[[ RECORDS FOR THE EXERCISE open ]]

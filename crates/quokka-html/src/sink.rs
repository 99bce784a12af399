//! Event consumers.
//!
//! The scanner, the balancer and the filters all talk to the next stage
//! through [`EventSink`]. Every method has a no-op default so a consumer only
//! implements what it cares about.

use crate::event::{Attribute, Location, ScanEvent};

/// Receiver of markup events, one method per event kind.
#[allow(unused_variables)]
pub trait EventSink {
    /// Beginning of the document.
    fn start_document(&mut self, location: Option<Location>) {}

    /// XML declaration.
    fn xml_decl(
        &mut self,
        version: Option<String>,
        encoding: Option<String>,
        standalone: Option<String>,
        location: Option<Location>,
    ) {
    }

    /// Document type declaration.
    fn doctype(
        &mut self,
        root: Option<String>,
        public_id: Option<String>,
        system_id: Option<String>,
        location: Option<Location>,
    ) {
    }

    /// Start tag.
    fn start_element(&mut self, name: String, attributes: Vec<Attribute>, location: Option<Location>) {}

    /// Start tag that closes itself.
    fn empty_element(&mut self, name: String, attributes: Vec<Attribute>, location: Option<Location>) {}

    /// End tag.
    fn end_element(&mut self, name: String, location: Option<Location>) {}

    /// Character data.
    fn characters(&mut self, text: String, location: Option<Location>) {}

    /// Comment.
    fn comment(&mut self, text: String, location: Option<Location>) {}

    /// Start of a CDATA section.
    fn start_cdata(&mut self, location: Option<Location>) {}

    /// End of a CDATA section.
    fn end_cdata(&mut self, location: Option<Location>) {}

    /// Processing instruction.
    fn processing_instruction(&mut self, target: String, data: String, location: Option<Location>) {}

    /// Start of an expanded entity reference.
    fn start_entity(&mut self, name: String, location: Option<Location>) {}

    /// End of an expanded entity reference.
    fn end_entity(&mut self, name: String, location: Option<Location>) {}

    /// End of the document.
    fn end_document(&mut self, location: Option<Location>) {}
}

impl<S: EventSink + ?Sized> EventSink for &mut S {
    fn start_document(&mut self, location: Option<Location>) {
        (**self).start_document(location);
    }

    fn xml_decl(
        &mut self,
        version: Option<String>,
        encoding: Option<String>,
        standalone: Option<String>,
        location: Option<Location>,
    ) {
        (**self).xml_decl(version, encoding, standalone, location);
    }

    fn doctype(
        &mut self,
        root: Option<String>,
        public_id: Option<String>,
        system_id: Option<String>,
        location: Option<Location>,
    ) {
        (**self).doctype(root, public_id, system_id, location);
    }

    fn start_element(&mut self, name: String, attributes: Vec<Attribute>, location: Option<Location>) {
        (**self).start_element(name, attributes, location);
    }

    fn empty_element(&mut self, name: String, attributes: Vec<Attribute>, location: Option<Location>) {
        (**self).empty_element(name, attributes, location);
    }

    fn end_element(&mut self, name: String, location: Option<Location>) {
        (**self).end_element(name, location);
    }

    fn characters(&mut self, text: String, location: Option<Location>) {
        (**self).characters(text, location);
    }

    fn comment(&mut self, text: String, location: Option<Location>) {
        (**self).comment(text, location);
    }

    fn start_cdata(&mut self, location: Option<Location>) {
        (**self).start_cdata(location);
    }

    fn end_cdata(&mut self, location: Option<Location>) {
        (**self).end_cdata(location);
    }

    fn processing_instruction(&mut self, target: String, data: String, location: Option<Location>) {
        (**self).processing_instruction(target, data, location);
    }

    fn start_entity(&mut self, name: String, location: Option<Location>) {
        (**self).start_entity(name, location);
    }

    fn end_entity(&mut self, name: String, location: Option<Location>) {
        (**self).end_entity(name, location);
    }

    fn end_document(&mut self, location: Option<Location>) {
        (**self).end_document(location);
    }
}

impl<S: EventSink + ?Sized> EventSink for Box<S> {
    fn start_document(&mut self, location: Option<Location>) {
        (**self).start_document(location);
    }

    fn xml_decl(
        &mut self,
        version: Option<String>,
        encoding: Option<String>,
        standalone: Option<String>,
        location: Option<Location>,
    ) {
        (**self).xml_decl(version, encoding, standalone, location);
    }

    fn doctype(
        &mut self,
        root: Option<String>,
        public_id: Option<String>,
        system_id: Option<String>,
        location: Option<Location>,
    ) {
        (**self).doctype(root, public_id, system_id, location);
    }

    fn start_element(&mut self, name: String, attributes: Vec<Attribute>, location: Option<Location>) {
        (**self).start_element(name, attributes, location);
    }

    fn empty_element(&mut self, name: String, attributes: Vec<Attribute>, location: Option<Location>) {
        (**self).empty_element(name, attributes, location);
    }

    fn end_element(&mut self, name: String, location: Option<Location>) {
        (**self).end_element(name, location);
    }

    fn characters(&mut self, text: String, location: Option<Location>) {
        (**self).characters(text, location);
    }

    fn comment(&mut self, text: String, location: Option<Location>) {
        (**self).comment(text, location);
    }

    fn start_cdata(&mut self, location: Option<Location>) {
        (**self).start_cdata(location);
    }

    fn end_cdata(&mut self, location: Option<Location>) {
        (**self).end_cdata(location);
    }

    fn processing_instruction(&mut self, target: String, data: String, location: Option<Location>) {
        (**self).processing_instruction(target, data, location);
    }

    fn start_entity(&mut self, name: String, location: Option<Location>) {
        (**self).start_entity(name, location);
    }

    fn end_entity(&mut self, name: String, location: Option<Location>) {
        (**self).end_entity(name, location);
    }

    fn end_document(&mut self, location: Option<Location>) {
        (**self).end_document(location);
    }
}

/// Route one event to the matching sink method.
pub fn dispatch<S: EventSink + ?Sized>(sink: &mut S, event: ScanEvent) {
    match event {
        ScanEvent::StartDocument { location } => sink.start_document(location),
        ScanEvent::XmlDecl {
            version,
            encoding,
            standalone,
            location,
        } => sink.xml_decl(version, encoding, standalone, location),
        ScanEvent::Doctype {
            root,
            public_id,
            system_id,
            location,
        } => sink.doctype(root, public_id, system_id, location),
        ScanEvent::StartElement {
            name,
            attributes,
            location,
        } => sink.start_element(name, attributes, location),
        ScanEvent::EmptyElement {
            name,
            attributes,
            location,
        } => sink.empty_element(name, attributes, location),
        ScanEvent::EndElement { name, location } => sink.end_element(name, location),
        ScanEvent::Characters { text, location } => sink.characters(text, location),
        ScanEvent::Comment { text, location } => sink.comment(text, location),
        ScanEvent::StartCData { location } => sink.start_cdata(location),
        ScanEvent::EndCData { location } => sink.end_cdata(location),
        ScanEvent::ProcessingInstruction {
            target,
            data,
            location,
        } => sink.processing_instruction(target, data, location),
        ScanEvent::StartEntity { name, location } => sink.start_entity(name, location),
        ScanEvent::EndEntity { name, location } => sink.end_entity(name, location),
        ScanEvent::EndDocument { location } => sink.end_document(location),
    }
}

/// Sink that records every event it receives.
#[derive(Debug, Default, Clone)]
pub struct EventCollector {
    events: Vec<ScanEvent>,
}

impl EventCollector {
    /// Create an empty collector.
    #[must_use]
    pub fn new() -> Self {
        Self::default()
    }

    /// Events received so far.
    #[must_use]
    pub fn events(&self) -> &[ScanEvent] {
        &self.events
    }

    /// Consume the collector, returning its events.
    #[must_use]
    pub fn into_events(self) -> Vec<ScanEvent> {
        self.events
    }

    /// Remove and return the events received so far.
    pub fn take(&mut self) -> Vec<ScanEvent> {
        std::mem::take(&mut self.events)
    }

    /// Concatenated text of every `Characters` event.
    #[must_use]
    pub fn text(&self) -> String {
        self.events
            .iter()
            .filter_map(|event| match event {
                ScanEvent::Characters { text, .. } => Some(text.as_str()),
                _ => None,
            })
            .collect()
    }
}

impl EventSink for EventCollector {
    fn start_document(&mut self, location: Option<Location>) {
        self.events.push(ScanEvent::StartDocument { location });
    }

    fn xml_decl(
        &mut self,
        version: Option<String>,
        encoding: Option<String>,
        standalone: Option<String>,
        location: Option<Location>,
    ) {
        self.events.push(ScanEvent::XmlDecl {
            version,
            encoding,
            standalone,
            location,
        });
    }

    fn doctype(
        &mut self,
        root: Option<String>,
        public_id: Option<String>,
        system_id: Option<String>,
        location: Option<Location>,
    ) {
        self.events.push(ScanEvent::Doctype {
            root,
            public_id,
            system_id,
            location,
        });
    }

    fn start_element(&mut self, name: String, attributes: Vec<Attribute>, location: Option<Location>) {
        self.events.push(ScanEvent::StartElement {
            name,
            attributes,
            location,
        });
    }

    fn empty_element(&mut self, name: String, attributes: Vec<Attribute>, location: Option<Location>) {
        self.events.push(ScanEvent::EmptyElement {
            name,
            attributes,
            location,
        });
    }

    fn end_element(&mut self, name: String, location: Option<Location>) {
        self.events.push(ScanEvent::EndElement { name, location });
    }

    fn characters(&mut self, text: String, location: Option<Location>) {
        self.events.push(ScanEvent::Characters { text, location });
    }

    fn comment(&mut self, text: String, location: Option<Location>) {
        self.events.push(ScanEvent::Comment { text, location });
    }

    fn start_cdata(&mut self, location: Option<Location>) {
        self.events.push(ScanEvent::StartCData { location });
    }

    fn end_cdata(&mut self, location: Option<Location>) {
        self.events.push(ScanEvent::EndCData { location });
    }

    fn processing_instruction(&mut self, target: String, data: String, location: Option<Location>) {
        self.events.push(ScanEvent::ProcessingInstruction {
            target,
            data,
            location,
        });
    }

    fn start_entity(&mut self, name: String, location: Option<Location>) {
        self.events.push(ScanEvent::StartEntity { name, location });
    }

    fn end_entity(&mut self, name: String, location: Option<Location>) {
        self.events.push(ScanEvent::EndEntity { name, location });
    }

    fn end_document(&mut self, location: Option<Location>) {
        self.events.push(ScanEvent::EndDocument { location });
    }
}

[[ RECORDS FOR THE EXERCISE closed ]]

▸ TASK OBJECTIVE
Where a line of the records has the string "StartEntity", copy that line.

▸ EXERCISE OUTPUT
        ScanEvent::StartEntity { name, location } => sink.start_entity(name, location),
        self.events.push(ScanEvent::StartEntity { name, location });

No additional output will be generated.